И тут Чехов, пожимая плечами, рассказал Гиляровскому всю драму увлечений и разочарований молодого художника. Левитан, как это часто бывает со скрытными людьми, вдруг открыл перед ним свою душу, всё, что наболело в нём. Именно поэтому Чехов привёз Левитана на дачу и уже как врач стал «выхаживать» его... Дела пошли в гору ближе к 1887 году. Левитан пишет декорации Мамонтову, Третьяков и Солдатенков приобретают его работы.
О декорациях. Известно, что Левитан писал декорации минимум для двух оперных постановок частной оперы Мамонтова: для «Фауста» и «Русалки». Сцену подводного царства расписывал Левитан. Один из очевидцев рассказывал, что впервые публика в опере устроила овацию живописному оформлению сцены. В росписи декораций принимал участие Николай Чехов и его товарищи по Училищу. Было им тогда лет по 26-27.
По мнению искусствоведов «бабкинский период» сыграл большую роль в развитии таланта Левитана. И Чехов пишет: «В картинах Левитана появилась улыбка». Ну, а Левитан, повлиял ли на Чехова в период их сближения? Липкин, например, считает, что именно после Бабкина Чехов стал превращаться из юмориста в бытописателя с немного левитановским, очень вдумчивым взглядом на жизнь. Действительно, «бабкинский период» лучше всего показывает, где кончается «Антоша Чехонте» и начинается Антон Павлович Чехов. А термин «левитанисто» – это от Чехова.

ИНТРОДУКЦИЯ IV
Из писем А.П. Чеховой*

                Волга, пароход «Александр Невский»,
23 апреля 1890 г., рано утром
Первое впечатление Волги отравлено дождём... Видел я Плёс, в котором жил томный Левитан... Левитану нельзя жить на Волге, она кладёт на душу мрачность.

Иркутск,
6 июня 1890 г.
Итак, горы и Енисей – это первое оригинальное и новое, встре-ченное мною в Сибири.
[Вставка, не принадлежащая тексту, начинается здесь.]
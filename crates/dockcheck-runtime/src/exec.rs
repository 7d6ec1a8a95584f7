//! Output of commands executed inside containers.

/// Output from an exec command.
#[derive(Debug, Clone, Default, PartialEq, Eq)]
pub struct ExecOutput {
    /// Standard output from the command.
    pub stdout: String,
    /// Standard error from the command.
    pub stderr: String,
    /// Exit code returned by the command.
    pub exit_code: i32,
}

impl ExecOutput {
    /// Whether the command exited with status zero.
    #[must_use]
    pub const fn success(&self) -> bool {
        self.exit_code == 0
    }

    /// Whether standard output lists `entry` as a whitespace-separated token.
    #[must_use]
    pub fn lists(&self, entry: &str) -> bool {
        self.stdout.split_whitespace().any(|token| token == entry)
    }
}

impl From<std::process::Output> for ExecOutput {
    fn from(output: std::process::Output) -> Self {
        Self {
            stdout: String::from_utf8_lossy(&output.stdout).to_string(),
            stderr: String::from_utf8_lossy(&output.stderr).to_string(),
            exit_code: output.status.code().unwrap_or(-1),
        }
    }
}

#[cfg(test)]
mod tests {
    use super::*;

    #[test]
    fn lists_matches_whole_entries_only() {
        let out = ExecOutput {
            stdout: "bin\ngo-working-dir\ngodata\n".into(),
            ..ExecOutput::default()
        };
        assert!(out.success());
        assert!(out.lists("godata"));
        assert!(!out.lists("go"));
    }
}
И горы, и Енисей подарили меня такими ощущениями, которые сторицею вознаградили меня за все пережи-тые кувырколлегии и которые заставили меня обругать Левитана болваном за то, что он имел глупость не поехать со мной.

Амур, пароход «Ермак»,
20 июня 1890 г.
Прогулка по Байкалу вышла чудная, вовеки веков не забуду... Скотина Левитан, что не поехал со мной... Дорога лесная: направо лес, идущий в гору, налево лес, спускающийся к Байкалу. Какие овраги, какие скалы! Тон у Байкала нежный, тёплый.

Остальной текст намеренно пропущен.